_Brief_
The expected output is the line with "pub mod runner;" followed by every remaining line of the entries, all repeated exactly.

[Stored entries]
..........

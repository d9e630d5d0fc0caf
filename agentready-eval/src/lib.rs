//! Before/after impact evaluation of remediations.
//!
//! [`EvalHarness`] measures a benchmark on the unmodified repository, then for
//! each selected attribute remediates a private clone with the align engine
//! and measures again. Each comparison is judged by a pooled Student t-test
//! and Cohen's d; an impact is significant only when both `p` and `|d|` clear
//! their thresholds.

pub mod aggregate;
pub mod error;
pub mod harness;
pub mod ledger;
pub mod runner;
pub mod sampling;
pub mod stats;
pub mod workspace;

pub use aggregate::summarize;
pub use error::{BenchmarkError, EvalError};
pub use harness::{EvalHarness, EvalSettings, Selection};
pub use ledger::ImpactLedger;
pub use runner::{BenchmarkRunner, MockBenchmarkRunner, ShellBenchmarkRunner};
pub use sampling::{Samples, collect_samples};
pub use stats::{Comparison, SignificanceCriteria, compare};
pub use workspace::IsolatedWorkspace;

..........

_Response area_
pub mod runner;
pub mod sampling;
pub mod stats;
pub mod workspace;

pub use aggregate::summarize;
pub use error::{BenchmarkError, EvalError};
pub use harness::{EvalHarness, EvalSettings, Selection};
pub use ledger::ImpactLedger;
pub use runner::{BenchmarkRunner, MockBenchmarkRunner, ShellBenchmarkRunner};
pub use sampling::{Samples, collect_samples};
pub use stats::{Comparison, SignificanceCriteria, compare};
pub use workspace::IsolatedWorkspace;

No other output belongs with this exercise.